Opinião

Na última edição antes da nova vida do NOVO

O trabalho jornalístico, alicerçado em critérios noticiosos e numa orientação editorial, será sempre muito diferente dos murais das redes sociais. E isso permite que continue a haver jornais.

Leonardo Ralha


Dos gatos diz-se que têm sete vidas, algo que, por vezes, também se aplica aos jornais. Infelizmente, tal como sucede com os felinos, muita gente não gosta assim tanto de jornais. Dir-se-á que se trata da maioria pois, se assim não fosse, os títulos expostos nos quiosques venderiam muito mais e teriam maiores receitas, garantindo meios aos jornalistas para fazerem trabalhos melhores e mais ambiciosos.

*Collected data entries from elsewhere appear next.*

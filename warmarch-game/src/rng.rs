//! Deterministic random streams and the small sampling helpers built on them.
use hmac::{Hmac, Mac};
use rand::rngs::SmallRng;
use rand::{Rng, SeedableRng};
use sha2::Sha256;
use std::cell::{RefCell, RefMut};

/// Deterministic bundle of RNG streams segregated by simulation domain.
///
/// Keeping world generation, battle rolls and quest picks on separate streams
/// means a change in how often one domain draws never shifts another.
#[derive(Debug, Clone)]
pub struct RngBundle {
    world: RefCell<CountingRng<SmallRng>>,
    battle: RefCell<CountingRng<SmallRng>>,
    quest: RefCell<CountingRng<SmallRng>>,
}

impl RngBundle {
    /// Construct the bundle from a user-visible seed.
    #[must_use]
    pub fn from_user_seed(seed: u64) -> Self {
        Self {
            world: RefCell::new(CountingRng::new(derive_stream_seed(seed, b"world"))),
            battle: RefCell::new(CountingRng::new(derive_stream_seed(seed, b"battle"))),
            quest: RefCell::new(CountingRng::new(derive_stream_seed(seed, b"quest"))),
        }
    }

    /// Access the spot generation stream.
    #[must_use]
    pub fn world(&self) -> RefMut<'_, CountingRng<SmallRng>> {
        self.world.borrow_mut()
    }

    /// Access the battle reward stream.
    #[must_use]
    pub fn battle(&self) -> RefMut<'_, CountingRng<SmallRng>> {
        self.battle.borrow_mut()
    }

    /// Access the quest generation stream.
    #[must_use]
    pub fn quest(&self) -> RefMut<'_, CountingRng<SmallRng>> {
        self.quest.borrow_mut()
    }
}

/// Counting wrapper for RNG streams providing instrumentation.
#[derive(Debug, Clone)]
pub struct CountingRng<R> {
    rng: R,
    draws: u64,
}

impl CountingRng<SmallRng> {
    fn new(seed: u64) -> Self {
        Self {
            rng: SmallRng::seed_from_u64(seed),
            draws: 0,
        }
    }
}

impl<R: rand::RngCore> CountingRng<R> {
    /// Number of draw calls performed against this stream.
    #[must_use]
    pub const fn draws(&self) -> u64 {
        self.draws
    }
}

impl<R: rand::RngCore> rand::RngCore for CountingRng<R> {
    fn next_u32(&mut self) -> u32 {
        self.draws = self.draws.saturating_add(1);
        self.rng.next_u32()
    }

    fn next_u64(&mut self) -> u64 {
        self.draws = self.draws.saturating_add(1);
        self.rng.next_u64()
    }

    fn fill_bytes(&mut self, dest: &mut [u8]) {
        self.draws = self.draws.saturating_add(1);
        self.rng.fill_bytes(dest);
    }

    fn try_fill_bytes(&mut self, dest: &mut [u8]) -> Result<(), rand::Error> {
        self.draws = self.draws.saturating_add(1);
        self.rng.try_fill_bytes(dest)
    }
}

fn derive_stream_seed(user_seed: u64, domain_tag: &[u8]) -> u64 {
    let Ok(mut mac) = Hmac::<Sha256>::new_from_slice(&user_seed.to_le_bytes()) else {
        return user_seed;
    };
    mac.update(domain_tag);
    let digest = mac.finalize().into_bytes();
    let mut seed_bytes = [0u8; 8];
    seed_bytes.copy_from_slice(&digest[..8]);
    u64::from_le_bytes(seed_bytes)
}

/// Uniform integer in `[min, max]`; bounds given in either order.
pub fn random_int<R: Rng + ?Sized>(rng: &mut R, min: u32, max: u32) -> u32 {
    let (lo, hi) = if min <= max { (min, max) } else { (max, min) };
    rng.gen_range(lo..=hi)
}

/// Uniform pick from a category table. `None` only for an empty table.
pub fn pick<T: Copy, R: Rng + ?Sized>(rng: &mut R, items: &[T]) -> Option<T> {
    if items.is_empty() {
        return None;
    }
    let idx = rng.gen_range(0..items.len());
    items.get(idx).copied()
}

Mas tal como os gatos têm quem os admire mesmo sendo criaturas imprevisíveis, indisciplinadas e irrequietas, também há quem goste de jornais. Na edição impressa e na versão online, pois o trabalho jornalístico, alicerçado em critérios noticiosos e numa orientação editorial, será sempre muito diferente dos murais das redes sociais. E isso permite que continue a haver jornais, ainda que às vezes seja preciso reinventar o produto para o manter vivo.

Também o NOVO terá uma nova vida a partir desta edição, passando a estar integrado num grupo editorial que detém títulos de comunicação social já existentes, e surge com ambição de ser voz activa e influente na comunicação social lusófona. Dessa realidade resultarão novas oportunidades para um projecto nascido há pouco mais de um ano, numa conjuntura adversa de pandemia e de instabilidade política, e que desde então trilhou um caminho difícil, iniciado pelos fundadores, Octávio Lousada Oliveira e Diogo Agostinho, acompanhados pela equipa que escolheram e a que me juntei no início deste ano.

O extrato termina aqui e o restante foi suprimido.